__YOUR OBJECTIVE__. Starting with the line that contains "async fn cached_balance(pool: &PgPool, tenant_id: Uuid)" and stopping after the line that contains "Money::new(amount), PaymentMethod::Cash, Utc::now())?;", return each line below exactly as written, with no others.

____ RECORDS PROVIDED

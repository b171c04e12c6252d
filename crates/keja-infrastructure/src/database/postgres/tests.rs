//! Adapter tests against a live PostgreSQL. Run with
//! `DATABASE_URL=postgres://... cargo test -p keja-infrastructure -- --ignored`.

use chrono::Utc;
use sqlx::{PgPool, Pool, Postgres};
use uuid::Uuid;

use keja_core::domain::{Money, Payment, PaymentMethod, Property, Tenant, TenantContact, Unit, UnitStatus};
use keja_core::error::DomainError;
use keja_core::repositories::{PaymentRepository, PropertyRepository, TenantRepository, UnitRepository};

use super::*;

struct Seeded {
    owner: Uuid,
    occupied: Unit,
    tenant: Tenant,
    vacant: Unit,
}

async fn seed(pool: &PgPool, rent: i64) -> anyhow::Result<Seeded> {
    let owner = Uuid::new_v4();
    let property = Property::new(owner, "Sunrise Court".to_string(), "Nairobi".to_string())?;

    let mut occupied = Unit::new(property.id, "A1".to_string(), Money::new(rent))?;
    occupied.occupy()?;
    let tenant = Tenant::new(occupied.id, TenantContact::new("Jane Wanjiku", "0712345678")?);
    let vacant = Unit::new(property.id, "A2".to_string(), Money::new(9000))?;

    PgPropertyRepository::new(pool.clone())
        .create_with_units(
            &property,
            &[(occupied.clone(), Some(tenant.clone())), (vacant.clone(), None)],
        )
        .await?;

    Ok(Seeded {
        owner,
        occupied,
        tenant,
        vacant,
    })
}

async fn cached_balance(pool: &PgPool, tenant_id: Uuid) -> anyhow::Result<i64> {
    Ok(sqlx::query_scalar("SELECT balance FROM tenants WHERE id = $1")
        .bind(tenant_id)
        .fetch_one(pool)
        .await?)
}

#[sqlx::test(migrator = "crate::database::MIGRATOR")]
#[ignore]
async fn test_payment_refreshes_cached_balance(pool: Pool<Postgres>) -> anyhow::Result<()> {
    let seeded = seed(&pool, 15000).await?;
    let repo = PgPaymentRepository::new(pool.clone());
    assert_eq!(cached_balance(&pool, seeded.tenant.id).await?, -15000);

    for amount in [5000, 5000] {
        let payment = Payment::new(seeded.tenant.id, Money::new(amount), PaymentMethod::Cash, Utc::now())?;
        repo.append(&payment).await?;
    }
    assert_eq!(cached_balance(&pool, seeded.tenant.id).await?, -5000);

    let payment = Payment::new(seeded.tenant.id, Money::new(7000), PaymentMethod::MobileMoney, Utc::now())?;
    let recorded = repo.append(&payment).await?;
    assert_eq!(recorded.balance, Money::new(2000));
    assert_eq!(cached_balance(&pool, seeded.tenant.id).await?, 2000);

    let history = repo.list_history(seeded.owner).await?;
    assert_eq!(history.len(), 3);
    assert_eq!(history[0].unit_number, "A1");

    Ok(())
}

#[sqlx::test(migrator = "crate::database::MIGRATOR")]
#[ignore]
async fn test_vacate_is_atomic(pool: Pool<Postgres>) -> anyhow::Result<()> {
    let seeded = seed(&pool, 12000).await?;
    let units = PgUnitRepository::new(pool.clone());

    // Wrong tenant: nothing changes
    let result = units.vacate(seeded.occupied.id, Uuid::new_v4(), Utc::now()).await;
    assert!(matches!(result, Err(DomainError::ConsistencyError(_))));
    let row = units.find_by_id(seeded.owner, seeded.occupied.id).await?.expect("unit");
    assert_eq!(row.unit.status, UnitStatus::Occupied);
    assert_eq!(row.tenant.map(|t| t.id), Some(seeded.tenant.id));

    units.vacate(seeded.occupied.id, seeded.tenant.id, Utc::now()).await?;
    let row = units.find_by_id(seeded.owner, seeded.occupied.id).await?.expect("unit");
    assert_eq!(row.unit.status, UnitStatus::Vacant);
    assert!(row.tenant.is_none());

    let active = PgTenantRepository::new(pool.clone()).list_active_by_owner(seeded.owner).await?;
    assert!(active.is_empty());

    Ok(())
}

#[sqlx::test(migrator = "crate::database::MIGRATOR")]
#[ignore]
async fn test_occupy_twice_conflicts(pool: Pool<Postgres>) -> anyhow::Result<()> {
    let seeded = seed(&pool, 12000).await?;
    let units = PgUnitRepository::new(pool.clone());

    let newcomer = Tenant::new(seeded.vacant.id, TenantContact::new("Peter Kamau", "0722333444")?);
    units.occupy(seeded.vacant.id, &newcomer).await?;

    let second = Tenant::new(seeded.vacant.id, TenantContact::new("Grace Achieng", "0733444555")?);
    let result = units.occupy(seeded.vacant.id, &second).await;
    assert!(matches!(result, Err(DomainError::UnitAlreadyOccupied(_))));

    let row = units.find_by_id(seeded.owner, seeded.vacant.id).await?.expect("unit");
    assert_eq!(row.tenant.map(|t| t.id), Some(newcomer.id));
    assert_eq!(cached_balance(&pool, newcomer.id).await?, -9000);

    Ok(())
}

#[sqlx::test(migrator = "crate::database::MIGRATOR")]
#[ignore]
async fn test_unit_with_history_is_not_deleted(pool: Pool<Postgres>) -> anyhow::Result<()> {
    let seeded = seed(&pool, 12000).await?;
    let units = PgUnitRepository::new(pool.clone());

    let payment = Payment::new(seeded.tenant.id, Money::new(1000), PaymentMethod::Cash, Utc::now())?;
    PgPaymentRepository::new(pool.clone()).append(&payment).await?;
    units.vacate(seeded.occupied.id, seeded.tenant.id, Utc::now()).await?;

    let result = units.delete_vacant(seeded.occupied.id).await;
    assert!(matches!(result, Err(DomainError::UnitHasHistory(_))));

    assert!(units.delete_vacant(seeded.vacant.id).await?);
    Ok(())
}

#[sqlx::test(migrator = "crate::database::MIGRATOR")]
#[ignore]
async fn test_reads_are_owner_scoped(pool: Pool<Postgres>) -> anyhow::Result<()> {
    let seeded = seed(&pool, 12000).await?;
    let stranger = Uuid::new_v4();

    assert!(PgUnitRepository::new(pool.clone()).find_by_id(stranger, seeded.occupied.id).await?.is_none());
    assert!(PgTenantRepository::new(pool.clone()).find_active(stranger, seeded.tenant.id).await?.is_none());
    assert!(PgPropertyRepository::new(pool.clone()).list_by_owner(stranger).await?.is_empty());

    Ok(())
}

#[sqlx::test(migrator = "crate::database::MIGRATOR")]
#[ignore]
async fn test_duplicate_unit_number_rejected(pool: Pool<Postgres>) -> anyhow::Result<()> {
    let owner = Uuid::new_v4();
    let property = Property::new(owner, "Hill View".to_string(), "Nakuru".to_string())?;
    let first = Unit::new(property.id, "B1".to_string(), Money::new(5000))?;
    let second = Unit::new(property.id, "B1".to_string(), Money::new(6000))?;

    let result = PgPropertyRepository::new(pool.clone())
        .create_with_units(&property, &[(first, None), (second, None)])
        .await;
    assert!(matches!(result, Err(DomainError::UnitNumberAlreadyExists(_))));

    // The whole creation rolled back
    let repo = PgPropertyRepository::new(pool.clone());
    assert!(repo.list_by_owner(owner).await?.is_empty());
    Ok(())
}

________

__RESULT OF THE EXERCISE__.
async fn cached_balance(pool: &PgPool, tenant_id: Uuid) -> anyhow::Result<i64> {
    Ok(sqlx::query_scalar("SELECT balance FROM tenants WHERE id = $1")
        .bind(tenant_id)
        .fetch_one(pool)
        .await?)
}

#[sqlx::test(migrator = "crate::database::MIGRATOR")]
#[ignore]
async fn test_payment_refreshes_cached_balance(pool: Pool<Postgres>) -> anyhow::Result<()> {
    let seeded = seed(&pool, 15000).await?;
    let repo = PgPaymentRepository::new(pool.clone());
    assert_eq!(cached_balance(&pool, seeded.tenant.id).await?, -15000);

    for amount in [5000, 5000] {
        let payment = Payment::new(seeded.tenant.id, Money::new(amount), PaymentMethod::Cash, Utc::now())?;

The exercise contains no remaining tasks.